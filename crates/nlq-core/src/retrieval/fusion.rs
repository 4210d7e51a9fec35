//! Rank fusion for combining keyword and dense retrieval result lists.
//! Adapted from reciprocal-rank-fusion / linear-combination fusion over
//! ranked document lists, retargeted at ranked schema-table candidates.

use std::collections::HashMap;

#[derive(Debug, Clone)]
pub struct RetrievalConfig {
    pub keyword_weight: f32,
    pub semantic_weight: f32,
    pub rrf_k: f32,
    pub min_semantic_similarity: f32,
    pub top_n: usize,
    pub fk_expansion_delta: f32,
    pub max_tables: usize,
}

impl Default for RetrievalConfig {
    fn default() -> Self {
        Self {
            keyword_weight: 0.3,
            semantic_weight: 0.7,
            rrf_k: 60.0,
            min_semantic_similarity: 0.3,
            top_n: 8,
            fk_expansion_delta: 0.15,
            max_tables: 12,
        }
    }
}

impl From<&crate::config::RetrievalSettings> for RetrievalConfig {
    fn from(settings: &crate::config::RetrievalSettings) -> Self {
        Self {
            min_semantic_similarity: settings.similarity_threshold,
            top_n: settings.top_k,
            fk_expansion_delta: settings.fk_expansion_delta,
            max_tables: settings.max_tables,
            ..Self::default()
        }
    }
}

/// score(table) = sum of 1/(k + rank) across the keyword and dense lists.
pub fn reciprocal_rank_fusion(
    keyword_results: &[(String, f32)],
    semantic_results: &[(String, f32)],
    k: f32,
) -> Vec<(String, f32)> {
    let mut scores: HashMap<String, f32> = HashMap::new();

    for (rank, (key, _)) in keyword_results.iter().enumerate() {
        *scores.entry(key.clone()).or_default() += 1.0 / (k + rank as f32);
    }
    for (rank, (key, _)) in semantic_results.iter().enumerate() {
        *scores.entry(key.clone()).or_default() += 1.0 / (k + rank as f32);
    }

    let mut results: Vec<(String, f32)> = scores.into_iter().collect();
    results.sort_by(|a, b| b.1.partial_cmp(&a.1).unwrap_or(std::cmp::Ordering::Equal));
    results
}

pub fn linear_combination(
    keyword_results: &[(String, f32)],
    semantic_results: &[(String, f32)],
    keyword_weight: f32,
    semantic_weight: f32,
) -> Vec<(String, f32)> {
    let mut scores: HashMap<String, f32> = HashMap::new();

    let max_keyword = keyword_results.first().map(|(_, s)| *s).unwrap_or(1.0).max(0.001);
    for (key, score) in keyword_results {
        *scores.entry(key.clone()).or_default() += (score / max_keyword) * keyword_weight;
    }

    let max_semantic = semantic_results.first().map(|(_, s)| *s).unwrap_or(1.0).max(0.001);
    for (key, score) in semantic_results {
        *scores.entry(key.clone()).or_default() += (score / max_semantic) * semantic_weight;
    }

    let mut results: Vec<(String, f32)> = scores.into_iter().collect();
    results.sort_by(|a, b| b.1.partial_cmp(&a.1).unwrap_or(std::cmp::Ordering::Equal));
    results
}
***
◆ Task goal ◆
Word for word, restate all of the data shown above.

◆ Response to this exercise ◆
filename crates/nlq-core/src/retrieval/fusion.rs
repository 4210d7e51a9fec35
//! Rank fusion for combining keyword and dense retrieval result lists.
//! Adapted from reciprocal-rank-fusion / linear-combination fusion over
//! ranked document lists, retargeted at ranked schema-table candidates.

use std::collections::HashMap;

#[derive(Debug, Clone)]
pub struct RetrievalConfig {
    pub keyword_weight: f32,
    pub semantic_weight: f32,
    pub rrf_k: f32,
    pub min_semantic_similarity: f32,
    pub top_n: usize,
    pub fk_expansion_delta: f32,
    pub max_tables: usize,
}

impl Default for RetrievalConfig {
    fn default() -> Self {
        Self {
            keyword_weight: 0.3,
            semantic_weight: 0.7,
            rrf_k: 60.0,
            min_semantic_similarity: 0.3,
            top_n: 8,
            fk_expansion_delta: 0.15,
            max_tables: 12,
        }
    }
}

impl From<&crate::config::RetrievalSettings> for RetrievalConfig {
    fn from(settings: &crate::config::RetrievalSettings) -> Self {
        Self {
            min_semantic_similarity: settings.similarity_threshold,
            top_n: settings.top_k,
            fk_expansion_delta: settings.fk_expansion_delta,
            max_tables: settings.max_tables,
            ..Self::default()
        }
    }
}

/// score(table) = sum of 1/(k + rank) across the keyword and dense lists.
pub fn reciprocal_rank_fusion(
    keyword_results: &[(String, f32)],
    semantic_results: &[(String, f32)],
    k: f32,
) -> Vec<(String, f32)> {
    let mut scores: HashMap<String, f32> = HashMap::new();

    for (rank, (key, _)) in keyword_results.iter().enumerate() {
        *scores.entry(key.clone()).or_default() += 1.0 / (k + rank as f32);
    }
    for (rank, (key, _)) in semantic_results.iter().enumerate() {
        *scores.entry(key.clone()).or_default() += 1.0 / (k + rank as f32);
    }

    let mut results: Vec<(String, f32)> = scores.into_iter().collect();
    results.sort_by(|a, b| b.1.partial_cmp(&a.1).unwrap_or(std::cmp::Ordering::Equal));
    results
}

pub fn linear_combination(
    keyword_results: &[(String, f32)],
    semantic_results: &[(String, f32)],
    keyword_weight: f32,
    semantic_weight: f32,
) -> Vec<(String, f32)> {
    let mut scores: HashMap<String, f32> = HashMap::new();

    let max_keyword = keyword_results.first().map(|(_, s)| *s).unwrap_or(1.0).max(0.001);
    for (key, score) in keyword_results {
        *scores.entry(key.clone()).or_default() += (score / max_keyword) * keyword_weight;
    }

    let max_semantic = semantic_results.first().map(|(_, s)| *s).unwrap_or(1.0).max(0.001);
    for (key, score) in semantic_results {
        *scores.entry(key.clone()).or_default() += (score / max_semantic) * semantic_weight;
    }

    let mut results: Vec<(String, f32)> = scores.into_iter().collect();
    results.sort_by(|a, b| b.1.partial_cmp(&a.1).unwrap_or(std::cmp::Ordering::Equal));
    results
}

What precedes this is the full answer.